The first page of the manuscript does admittedly make the prospect of working with it a little offputting… Image from “Karamanname of Şikari /History of the Karamanids (Mid-16th century)” in Janissary Archives for 15th October 2015, linked through
Well, there are lots of good reasons this text is not more widely used. The primary one of these is that it’s in Seljuk Turkish and is preserved only in one mid-16th-century manuscript, in Konya (ironically), which was only edited in 2004.11 As a result, I myself obviously know nothing that’s in it except through Dr Yıldız’s report. Secondly, it’s a history of a single Turkmen dynasty who were removed from power by the time of the manuscript; so even its original readership was probably pretty small, wherefore, I suspect, only the single copy surviving.
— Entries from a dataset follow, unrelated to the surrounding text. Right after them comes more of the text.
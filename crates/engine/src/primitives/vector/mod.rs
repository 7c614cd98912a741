//! Vector primitive types and operations
//!
//! This module provides vector storage and similarity search capabilities.
//! It includes:
//!
//! - **VectorStore**: Main facade for vector storage and search
//! - **VectorConfig**: Collection configuration (dimension, metric, storage type)
//! - **DistanceMetric**: Similarity metrics (Cosine, Euclidean, DotProduct)
//! - **VectorEntry/Match**: Vector storage and search result types
//! - **VectorHeap**: Contiguous embedding storage with slot reuse
//! - **VectorIndexBackend**: Trait for swappable index implementations
//! - **BruteForceBackend**: O(n) brute-force search
//! - **MetadataFilter**: Equality-based metadata filtering
//! - **VectorError**: Error types for vector operations
//!
//! ## Recovery
//!
//! VectorStore participates in Database recovery via the recovery participant
//! mechanism. Call `register_vector_recovery()` during application startup
//! to enable vector state recovery after database restart.

pub mod backend;
pub mod brute_force;
pub mod collection;
pub mod distance;
pub mod error;
pub mod filter;
pub mod heap;
pub mod hnsw;
pub mod recovery;
pub mod segmented;
pub mod snapshot;
pub mod store;
pub mod types;
pub mod wal;

pub use backend::{IndexBackendFactory, VectorIndexBackend};
pub use brute_force::BruteForceBackend;
pub use collection::{
    validate_collection_name, validate_system_collection_name, validate_vector_key,
};
pub use error::{VectorError, VectorResult};
pub use filter::{FilterCondition, FilterOp, JsonScalar, MetadataFilter};
pub use heap::VectorHeap;
pub use hnsw::{HnswBackend, HnswConfig};
pub use segmented::{SegmentedHnswBackend, SegmentedHnswConfig};
pub use recovery::register_vector_recovery;
pub use snapshot::{CollectionSnapshotHeader, VECTOR_SNAPSHOT_VERSION};
pub use store::{RecoveryStats, VectorBackendState, VectorStore};
pub use types::{
    CollectionId, CollectionInfo, CollectionRecord, DistanceMetric, StorageDtype, VectorConfig,
    VectorConfigSerde, VectorEntry, VectorId, VectorMatch, VectorMatchWithSource, VectorRecord,
};
pub use wal::{
    create_wal_collection_create, create_wal_collection_delete, create_wal_delete,
    create_wal_upsert, create_wal_upsert_with_source, VectorWalReplayer, WalVectorCollectionCreate,
    WalVectorCollectionDelete, WalVectorDelete, WalVectorUpsert,
};
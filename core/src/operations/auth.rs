//! `auth/*` endpoints used by the mobile app.

use serde::de::IgnoredAny;
use serde::{Deserialize, Serialize};

use super::{record_or_default, Operation};
use crate::error::ApiError;
use crate::guard::{SessionGuard, SignOutReason};
use crate::request::RequestDescriptor;
use crate::token::TokenPair;
use crate::types::{data_of, City, Country, EmailConfirmation, EmailVerification, Enveloped, Profile};

/// Marker payloads: only the presence of one identifying field matters.
#[derive(Debug, Default, Deserialize)]
#[serde(default, rename_all = "camelCase")]
pub struct IdMarker {
    pub id: Option<serde_json::Value>,
}

#[derive(Debug, Default, Deserialize)]
#[serde(default)]
pub struct UuidMarker {
    pub uuid: Option<String>,
}

#[derive(Debug, Default, Deserialize)]
#[serde(default, rename_all = "camelCase")]
pub struct PassportMarker {
    pub passport_number: Option<String>,
}

#[derive(Debug, Default, Deserialize)]
#[serde(default)]
pub struct ResultMarker {
    pub result: Option<bool>,
}

fn present(value: Option<&serde_json::Value>) -> bool {
    match value {
        None | Some(serde_json::Value::Null) => false,
        Some(serde_json::Value::String(s)) => !s.is_empty(),
        Some(_) => true,
    }
}

/// `POST auth/login`. Stores the returned pair in the session.
#[derive(Debug, Clone, PartialEq, Eq, Serialize, Deserialize)]
pub struct SignIn {
    pub email: String,
    pub password: String,
}

impl Operation for SignIn {
    const NAME: &'static str = "auth.login";
    type Body = Enveloped<TokenPair>;
    type Output = TokenPair;

    fn descriptor(&self) -> Result<RequestDescriptor, ApiError> {
        RequestDescriptor::post("auth/login").public().json(self)
    }

    fn output(body: Self::Body) -> TokenPair {
        record_or_default(body)
    }

    fn commit(output: &TokenPair, session: &SessionGuard) -> Result<(), ApiError> {
        session.sign_in(output.clone())
    }
}

/// `DELETE auth/logout`. Ends the session on success.
#[derive(Debug, Clone, Copy, Default, PartialEq, Eq, Serialize, Deserialize)]
pub struct SignOut;

impl Operation for SignOut {
    const NAME: &'static str = "auth.logout";
    type Body = IgnoredAny;
    type Output = ();

    fn descriptor(&self) -> Result<RequestDescriptor, ApiError> {
        Ok(RequestDescriptor::delete("auth/logout"))
    }

    fn output(_body: IgnoredAny) {}

    fn commit(_output: &(), session: &SessionGuard) -> Result<(), ApiError> {
        session.teardown(SignOutReason::SignedOut);
        Ok(())
    }
}

/// `GET auth/profile`. A profile without `id` counts as missing.
#[derive(Debug, Clone, Copy, Default, PartialEq, Eq, Serialize, Deserialize)]
pub struct GetProfile;

impl Operation for GetProfile {
    const NAME: &'static str = "auth.profile";
    type Body = Enveloped<Profile>;
    type Output = Profile;

    fn descriptor(&self) -> Result<RequestDescriptor, ApiError> {
        Ok(RequestDescriptor::get("auth/profile"))
    }

    fn output(body: Self::Body) -> Profile {
        data_of(body)
            .filter(|p| p.id.as_deref().is_some_and(|id| !id.is_empty()))
            .unwrap_or_default()
    }
}

/// `PUT auth/information`: resubmit applicant details after a rejection.
#[derive(Debug, Clone, PartialEq, Eq, Serialize, Deserialize)]
#[serde(rename_all = "camelCase")]
pub struct UpdateInformation {
    pub name: String,
    pub birthday: String,
    pub country_code: String,
    pub city_id: String,
    pub passport_number: String,
    pub passport_image_key: String,
    pub profile_image_key: String,
}

impl Operation for UpdateInformation {
    const NAME: &'static str = "auth.information";
    type Body = Enveloped<ResultMarker>;
    type Output = bool;

    fn descriptor(&self) -> Result<RequestDescriptor, ApiError> {
        RequestDescriptor::put("auth/information").json(self)
    }

    fn output(body: Self::Body) -> bool {
        data_of(body).and_then(|m| m.result).unwrap_or(false)
    }
}

/// `GET auth/qr-code`: the signed-in user's QR image as a data URI.
#[derive(Debug, Clone, Copy, Default, PartialEq, Eq, Serialize, Deserialize)]
pub struct GetQrCode;

impl Operation for GetQrCode {
    const NAME: &'static str = "auth.qr-code";
    type Body = Enveloped<String>;
    type Output = String;

    fn descriptor(&self) -> Result<RequestDescriptor, ApiError> {
        Ok(RequestDescriptor::get("auth/qr-code"))
    }

    fn output(body: Self::Body) -> String {
        record_or_default(body)
    }
}

#[derive(Debug, Clone, PartialEq, Eq, Serialize, Deserialize)]
pub struct GetUserCountry {
    pub code3: String,
}

impl Operation for GetUserCountry {
    const NAME: &'static str = "auth.country";
    type Body = Enveloped<Country>;
    type Output = Option<Country>;

    fn descriptor(&self) -> Result<RequestDescriptor, ApiError> {
        Ok(RequestDescriptor::get("auth/country").public().query("code3", &self.code3))
    }

    fn output(body: Self::Body) -> Option<Country> {
        data_of(body)
    }
}

#[derive(Debug, Clone, PartialEq, Eq, Serialize, Deserialize)]
#[serde(rename_all = "camelCase")]
pub struct GetUserCity {
    pub country_code: String,
}

impl Operation for GetUserCity {
    const NAME: &'static str = "auth.city";
    type Body = Enveloped<City>;
    type Output = Option<City>;

    fn descriptor(&self) -> Result<RequestDescriptor, ApiError> {
        Ok(RequestDescriptor::get("auth/city")
            .public()
            .query("countryCode", &self.country_code))
    }

    fn output(body: Self::Body) -> Option<City> {
        data_of(body)
    }
}

/// `POST auth/sign-up`. `true` when the backend returns the new user's id.
#[derive(Debug, Clone, PartialEq, Eq, Serialize, Deserialize)]
#[serde(rename_all = "camelCase")]
pub struct SignUp {
    pub uuid: String,
    pub email: String,
    pub password: String,
    pub password_check: String,
    pub name: String,
    pub birthday: String,
    pub country_code: String,
    pub city_id: String,
    pub passport_number: String,
    pub passport_image_key: String,
    pub profile_image_key: String,
}

impl Operation for SignUp {
    const NAME: &'static str = "auth.sign-up";
    type Body = Enveloped<IdMarker>;
    type Output = bool;

    fn descriptor(&self) -> Result<RequestDescriptor, ApiError> {
        RequestDescriptor::post("auth/sign-up").public().json(self)
    }

    fn output(body: Self::Body) -> bool {
        data_of(body).is_some_and(|m| present(m.id.as_ref()))
    }
}

/// `POST auth/sign-up/verify-step1`: checks the passport is not registered yet.
#[derive(Debug, Clone, PartialEq, Eq, Serialize, Deserialize)]
#[serde(rename_all = "camelCase")]
pub struct VerifyPassport {
    pub birthday: String,
    pub passport_number: String,
}

impl Operation for VerifyPassport {
    const NAME: &'static str = "auth.verify-passport";
    type Body = Enveloped<PassportMarker>;
    type Output = bool;

    fn descriptor(&self) -> Result<RequestDescriptor, ApiError> {
        RequestDescriptor::post("auth/sign-up/verify-step1").public().json(self)
    }

    fn output(body: Self::Body) -> bool {
        data_of(body)
            .and_then(|m| m.passport_number)
            .is_some_and(|n| !n.is_empty())
    }
}

#[derive(Debug, Clone, PartialEq, Eq, Serialize, Deserialize)]
pub struct RequestEmailVerification {
    pub email: String,
}

impl Operation for RequestEmailVerification {
    const NAME: &'static str = "auth.verify-email.request";
    type Body = Enveloped<EmailVerification>;
    type Output = EmailVerification;

    fn descriptor(&self) -> Result<RequestDescriptor, ApiError> {
        RequestDescriptor::post("auth/verify-email/request").public().json(self)
    }

    fn output(body: Self::Body) -> EmailVerification {
        record_or_default(body)
    }
}

#[derive(Debug, Clone, PartialEq, Eq, Serialize, Deserialize)]
pub struct ConfirmEmail {
    pub email: String,
    pub code: String,
    pub uuid: String,
}

impl Operation for ConfirmEmail {
    const NAME: &'static str = "auth.verify-email.confirm";
    type Body = Enveloped<UuidMarker>;
    type Output = bool;

    fn descriptor(&self) -> Result<RequestDescriptor, ApiError> {
        RequestDescriptor::post("auth/verify-email/confirm").public().json(self)
    }

    fn output(body: Self::Body) -> bool {
        data_of(body).and_then(|m| m.uuid).is_some_and(|u| !u.is_empty())
    }
}

#[derive(Debug, Clone, PartialEq, Eq, Serialize, Deserialize)]
pub struct RequestPasswordReset {
    pub email: String,
}

impl Operation for RequestPasswordReset {
    const NAME: &'static str = "auth.reset-password.request";
    type Body = Enveloped<EmailVerification>;
    type Output = EmailVerification;

    fn descriptor(&self) -> Result<RequestDescriptor, ApiError> {
        RequestDescriptor::post("auth/reset-password/request").public().json(self)
    }

    fn output(body: Self::Body) -> EmailVerification {
        record_or_default(body)
    }
}

#[derive(Debug, Clone, PartialEq, Eq, Serialize, Deserialize)]
pub struct ConfirmPasswordReset {
    pub email: String,
    pub uuid: String,
    pub code: String,
}

impl Operation for ConfirmPasswordReset {
    const NAME: &'static str = "auth.reset-password.confirm";
    type Body = Enveloped<EmailConfirmation>;
    type Output = EmailConfirmation;

    fn descriptor(&self) -> Result<RequestDescriptor, ApiError> {
        RequestDescriptor::post("auth/reset-password/confirm").public().json(self)
    }

    fn output(body: Self::Body) -> EmailConfirmation {
        record_or_default(body)
    }
}

#[derive(Debug, Clone, PartialEq, Eq, Serialize, Deserialize)]
#[serde(rename_all = "camelCase")]
pub struct ResetPassword {
    pub uuid: String,
    pub password: String,
    pub password_check: String,
}

impl Operation for ResetPassword {
    const NAME: &'static str = "auth.reset-password";
    type Body = Enveloped<IdMarker>;
    type Output = bool;

    fn descriptor(&self) -> Result<RequestDescriptor, ApiError> {
        RequestDescriptor::post("auth/reset-password").public().json(self)
    }

    fn output(body: Self::Body) -> bool {
        data_of(body).is_some_and(|m| present(m.id.as_ref()))
    }
}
Thirdly, as Dr Yıldız puts it in a footnote:12
“Şikari’s History of the Karamanids, significant for being the only internal work dealing with Karamanid history, has been dismissed as unreliable by historians of Anatolian Turkish and Ottoman history. The work is characterized by an idiosyncratic mix of history and legend, and contains much tendentious, chronologically absurd, and anachronistic material. The circumstances as well as the date of this work’s composition remain unknown, although internal textual evidence suggests that it was produced some time in the mid-sixteenth century, with much of its contents possibly based upon an earlier source dating from the late fourteenth century.”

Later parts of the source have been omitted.